Thermodynamic analysis of combined cycle gas turbine power plant with post-combustion CO2 capture and exhaust gas recirculation

Abstract

Natural gas is expected to make up a significant proportion of the future global energy mix. Therefore, reducing greenhouse gas emissions from gas-fired processes is very essential for most countries, before emission reduction targets can be met. This article aims to carry out thermodynamic analysis of combined cycle gas turbine power plant with post-combustion CO2 capture through modelling and simulation. The combined cycle gas turbine power plant and the CO2 capture plant were simulated in Aspen Plus®. The combined cycle gas turbine power plant model was validated with simulation data from GateCycle® and the CO2 capture plant model was validated with experimental data from the pilot plant at the University of Texas at Austin. The CO2 capture plant was scaled up from pilot plant to commercial scale to process flue gas from a 250 MWe combined cycle gas turbine power plant.

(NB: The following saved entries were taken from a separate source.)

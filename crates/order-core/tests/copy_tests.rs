use serde_json::json;

use order_core::errors::OrderError;
use order_core::model::kinds::{
    Campaign, Category, Dataset, Variable, CAMPAIGN, CAMPAIGN_DATASETS, CATEGORY_CHILDREN,
    CATEGORY_VARIABLES, DATASET,
};
use order_core::model::{AuxStore, HasAux, HasIdentity, HasTags, IdSpec, NodeKey};
use order_core::ops::{copy, AuxSelection, RelationSelection};
use order_core::{CopyOptions, UniqueObjectIndex};

mod common;

fn populated_dataset(analysis: &mut order_core::Analysis) {
    let mut dataset = Dataset::new("ttbar", IdSpec::Auto).unwrap();
    dataset.set_n_events(Some(1_000u64));
    dataset
        .aux_mut()
        .set(&["xsec", "value"], json!(831.76))
        .unwrap();
    dataset.aux_mut().set(&["generator"], json!("powheg")).unwrap();
    dataset.add_tag("top");
    analysis.add(dataset).unwrap();
}

#[test]
fn test_copy_is_deep_and_independent() {
    // GIVEN a dataset with aux data and tags
    let mut analysis = common::new_analysis();
    populated_dataset(&mut analysis);

    // WHEN copying it under a new name
    analysis
        .copy::<Dataset>("ttbar", CopyOptions::new().name("ttbar_alt"))
        .unwrap();

    // THEN the copy carries equal attributes and a fresh identity
    let source = analysis.get::<Dataset>("ttbar").unwrap().clone();
    let copied = analysis.get::<Dataset>("ttbar_alt").unwrap().clone();
    assert_eq!(copied.aux(), source.aux());
    assert_eq!(copied.tags(), source.tags());
    assert_eq!(copied.n_events(), Some(1_000));
    assert_ne!(copied.id(), source.id());

    // AND mutating the copy leaves the source untouched
    let mut copied = analysis.get_mut::<Dataset>("ttbar_alt").unwrap();
    copied
        .aux_mut()
        .set(&["xsec", "value"], json!(1.0))
        .unwrap();
    copied.add_tag("alt");
    copied.set_n_events(None);
    drop(copied);

    let source = analysis.get::<Dataset>("ttbar").unwrap();
    assert_eq!(
        source.aux().get(&["xsec", "value"]).unwrap(),
        &json!(831.76)
    );
    assert!(!source.has_tag("alt"));
    assert_eq!(source.n_events(), Some(1_000));
}

#[test]
fn test_copy_filters_aux_and_tags() {
    // GIVEN a dataset with two aux entries and a tag
    let mut analysis = common::new_analysis();
    populated_dataset(&mut analysis);

    // WHEN copying only one aux key, with an override and without tags
    let mut overrides = AuxStore::new();
    overrides.set(&["xsec", "unc"], json!(0.05)).unwrap();
    let options = CopyOptions::new()
        .name("ttbar_sys")
        .aux(AuxSelection::Keys(vec!["xsec".to_string()]))
        .aux_overrides(overrides)
        .tags(false);
    let copied = analysis.copy::<Dataset>("ttbar", options).unwrap();

    // THEN only the selected entries survive, merged with the override
    assert!(!copied.aux().contains(&["generator"]));
    assert_eq!(copied.aux().get(&["xsec", "value"]).unwrap(), &json!(831.76));
    assert_eq!(copied.aux().get(&["xsec", "unc"]).unwrap(), &json!(0.05));
    assert!(copied.tags().is_empty());
}

#[test]
fn test_copy_inherits_many_to_many_links_both_ways() {
    // GIVEN a category linked to a channel-independent variable and a parent
    let mut analysis = common::new_analysis();
    common::category_chain(&mut analysis, &["incl", "ee"], CATEGORY_CHILDREN);
    analysis.add_new::<Category>("ee_sub", IdSpec::Auto).unwrap();
    analysis
        .link_parent_child::<Category>("ee", "ee_sub", CATEGORY_CHILDREN)
        .unwrap();
    analysis.add_new::<Variable>("pt", IdSpec::Auto).unwrap();
    analysis
        .link::<Category, Variable>("ee", "pt", CATEGORY_VARIABLES)
        .unwrap();

    // WHEN copying ee
    analysis
        .copy::<Category>("ee", CopyOptions::new().name("ee_copy"))
        .unwrap();

    // THEN outgoing links are inherited
    let variables = analysis
        .targets::<Category, Variable>("ee_copy", CATEGORY_VARIABLES)
        .unwrap();
    assert_eq!(variables.len(), 1);
    let children = analysis
        .targets::<Category, Category>("ee_copy", CATEGORY_CHILDREN)
        .unwrap();
    assert_eq!(children.len(), 1);
    assert_eq!(children[0].name(), "ee_sub");

    // AND the parent is not
    assert!(analysis
        .sources::<Category, Category>("ee_copy", CATEGORY_CHILDREN)
        .unwrap()
        .is_empty());
    analysis.validate().unwrap();
}

#[test]
fn test_copy_inverse_many_to_many_links() {
    // GIVEN a campaign holding a dataset
    let mut analysis = common::new_analysis();
    analysis.add_new::<Campaign>("2017", IdSpec::Auto).unwrap();
    analysis.add_new::<Dataset>("data_B", IdSpec::Auto).unwrap();
    analysis
        .link::<Campaign, Dataset>("2017", "data_B", CAMPAIGN_DATASETS)
        .unwrap();

    // WHEN copying the dataset
    analysis
        .copy::<Dataset>("data_B", CopyOptions::new().name("data_C"))
        .unwrap();

    // THEN the campaign holds both
    let datasets = analysis
        .targets::<Campaign, Dataset>("2017", CAMPAIGN_DATASETS)
        .unwrap();
    let names: Vec<_> = datasets.iter().map(|d| d.name()).collect();
    assert_eq!(names, vec!["data_B", "data_C"]);
}

#[test]
fn test_copy_without_relations() {
    let mut analysis = common::new_analysis();
    analysis.add_new::<Category>("ee", IdSpec::Auto).unwrap();
    analysis.add_new::<Variable>("pt", IdSpec::Auto).unwrap();
    analysis
        .link::<Category, Variable>("ee", "pt", CATEGORY_VARIABLES)
        .unwrap();

    let options = CopyOptions::new()
        .name("ee2")
        .relations(RelationSelection::None);
    let copied = analysis.copy::<Category>("ee", options).unwrap().node_key();

    assert!(!analysis.relations().is_linked(&copied));
}

#[test]
fn test_copy_with_clashing_name_leaves_state_unchanged() {
    // GIVEN two linked categories
    let mut analysis = common::new_analysis();
    common::category_chain(&mut analysis, &["a", "b"], CATEGORY_CHILDREN);
    let edges_before = analysis.relations().edge_count(CATEGORY_CHILDREN).unwrap();
    let next_before = analysis.categories().peek_next_id();

    // WHEN copying b onto the existing name a
    let result = analysis.copy::<Category>("b", CopyOptions::new().name("a"));

    // THEN the copy is refused and nothing changed
    assert!(matches!(result, Err(OrderError::DuplicateObject { .. })));
    assert_eq!(analysis.categories().len(), 2);
    assert_eq!(
        analysis.relations().edge_count(CATEGORY_CHILDREN).unwrap(),
        edges_before
    );
    assert_eq!(analysis.categories().peek_next_id(), next_before);
}

#[test]
fn test_unregistered_copy_then_register() {
    // GIVEN a registered category tree
    let (mut index, mut relations) = common::category_registry();
    common::add_categories(&mut index, &["p", "c"]);
    relations
        .link(index.get("p").unwrap(), index.get("c").unwrap(), CATEGORY_CHILDREN)
        .unwrap();

    // WHEN copying p without registering
    let copied = copy(
        index.get("p").unwrap(),
        &relations,
        CopyOptions::new().name("p2").id(7u32),
    )
    .unwrap();

    // THEN the copy is free-standing with one pending link
    assert!(!copied.object.is_registered());
    assert_eq!(copied.links.len(), 1);
    assert_eq!(copied.links[0].partner, NodeKey::new(index.kind().clone(), "c"));
    assert_eq!(relations.edge_count(CATEGORY_CHILDREN).unwrap(), 1);

    // WHEN registering it
    let registered = copied.register(&mut index, &mut relations, |_| false).unwrap();

    // THEN the copy is owned and linked
    assert!(registered.is_registered());
    assert_eq!(registered.id(), Some(7));
    let p2 = NodeKey::new(index.kind().clone(), "p2");
    let children = relations.children(&p2, CATEGORY_CHILDREN).unwrap();
    assert_eq!(children.len(), 1);
    assert_eq!(children[0].name, "c");
}

#[test]
fn test_register_fails_when_partner_was_removed() {
    // GIVEN a campaign holding one dataset, in standalone indices
    let (_, mut relations) = common::category_registry();
    let mut campaigns = UniqueObjectIndex::<Campaign>::new(CAMPAIGN);
    let mut datasets = UniqueObjectIndex::<Dataset>::new(DATASET);
    campaigns.add_new("2017", IdSpec::Auto).unwrap();
    datasets.add_new("data_B", IdSpec::Auto).unwrap();
    relations
        .link(
            campaigns.get("2017").unwrap(),
            datasets.get("data_B").unwrap(),
            CAMPAIGN_DATASETS,
        )
        .unwrap();

    // AND an unregistered copy of the campaign
    let copied = copy(
        campaigns.get("2017").unwrap(),
        &relations,
        CopyOptions::new().name("2018"),
    )
    .unwrap();
    assert_eq!(copied.links.len(), 1);

    // WHEN the dataset is removed before the copy is registered
    datasets.remove("data_B", &mut relations).unwrap();
    let next_before = campaigns.peek_next_id();
    let result = copied.register(&mut campaigns, &mut relations, |node| {
        node.kind == DATASET && datasets.contains(node.name.as_str())
    });

    // THEN registration is refused and nothing dangles
    assert!(matches!(result, Err(OrderError::ObjectNotFound { .. })));
    assert!(!campaigns.contains("2018"));
    assert_eq!(campaigns.peek_next_id(), next_before);
    assert_eq!(relations.edge_count(CAMPAIGN_DATASETS).unwrap(), 0);
    assert!(!relations.is_linked(&NodeKey::new(DATASET, "data_B")));
}

#[test]
fn test_register_fails_when_same_kind_partner_was_removed() {
    let (mut index, mut relations) = common::category_registry();
    common::add_categories(&mut index, &["p", "c"]);
    relations
        .link(index.get("p").unwrap(), index.get("c").unwrap(), CATEGORY_CHILDREN)
        .unwrap();
    let copied = copy(index.get("p").unwrap(), &relations, CopyOptions::new().name("p2")).unwrap();

    index.remove("c", &mut relations).unwrap();
    // the callback is not consulted for partners of the index's own kind
    let result = copied.register(&mut index, &mut relations, |_| true);

    assert!(matches!(result, Err(OrderError::ObjectNotFound { .. })));
    assert!(!index.contains("p2"));
}

#[test]
fn test_copy_with_callback_in_analysis() {
    // GIVEN a category linked to a variable
    let mut analysis = common::new_analysis();
    analysis
        .add(
            Category::new("ee", IdSpec::Auto)
                .unwrap()
                .with_selection("n_e == 2"),
        )
        .unwrap();
    analysis.add_new::<Variable>("pt", IdSpec::Auto).unwrap();
    analysis
        .link::<Category, Variable>("ee", "pt", CATEGORY_VARIABLES)
        .unwrap();

    // WHEN copying with a callback that rewrites the selection and tags
    analysis
        .copy_with::<Category, _>("ee", CopyOptions::new().name("ee_tight"), |source, copy| {
            copy.set_selection(&format!("{} && pt > 30", source.selection()));
            copy.add_tag("tight");
        })
        .unwrap();

    // THEN the rewritten copy is registered and linked
    let tight = analysis.get::<Category>("ee_tight").unwrap();
    assert_eq!(tight.selection(), "((n_e == 2) && pt > 30)");
    assert!(tight.has_tag("tight"));
    assert!(!analysis.get::<Category>("ee").unwrap().has_tag("tight"));
    let variables = analysis
        .targets::<Category, Variable>("ee_tight", CATEGORY_VARIABLES)
        .unwrap();
    assert_eq!(variables.len(), 1);
    analysis.validate().unwrap();
}

#[test]
fn test_copy_subtree_mirrors_tree() {
    // GIVEN root -> {a -> a1, b}
    let mut analysis = common::new_analysis();
    for name in ["root", "a", "a1", "b"] {
        analysis.add_new::<Category>(name, IdSpec::Auto).unwrap();
    }
    for (parent, child) in [("root", "a"), ("a", "a1"), ("root", "b")] {
        analysis
            .link_parent_child::<Category>(parent, child, CATEGORY_CHILDREN)
            .unwrap();
    }

    // WHEN copying the subtree with a suffix
    let new_root = analysis
        .copy_subtree::<Category, _>("root", CATEGORY_CHILDREN, |name| format!("{name}_up"))
        .unwrap();

    // THEN the copy has the same shape
    assert_eq!(new_root.name, "root_up");
    let walked: Vec<_> = analysis
        .walk_descendants::<Category>("root_up", CATEGORY_CHILDREN)
        .unwrap()
        .into_iter()
        .map(|c| c.name().to_string())
        .collect();
    assert_eq!(walked, vec!["a_up", "a1_up", "b_up"]);
    assert_eq!(analysis.categories().len(), 8);
    analysis.validate().unwrap();
}

#[test]
fn test_copy_subtree_name_clash_is_atomic() {
    let mut analysis = common::new_analysis();
    common::category_chain(&mut analysis, &["x", "y"], CATEGORY_CHILDREN);
    analysis.add_new::<Category>("y_copy", IdSpec::Auto).unwrap();

    let result =
        analysis.copy_subtree::<Category, _>("x", CATEGORY_CHILDREN, |name| format!("{name}_copy"));

    assert!(matches!(result, Err(OrderError::DuplicateObject { .. })));
    assert!(analysis.find::<Category>("x_copy").is_none());
    assert_eq!(analysis.categories().len(), 3);
}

The integrated model for combined cycle gas turbine and CO2 capture plant was further used for performance study. Exhaust gas recirculation has been proposed to increase CO2 concentration in flue gas and reduce the flue gas flow rate. Its effect on combined cycle gas turbine power plant performance and capture plant sizing has been investigated. The analysis indicated that exhaust gas recirculation can reduce penalty on thermal efficiency without any major modification to the original power plant.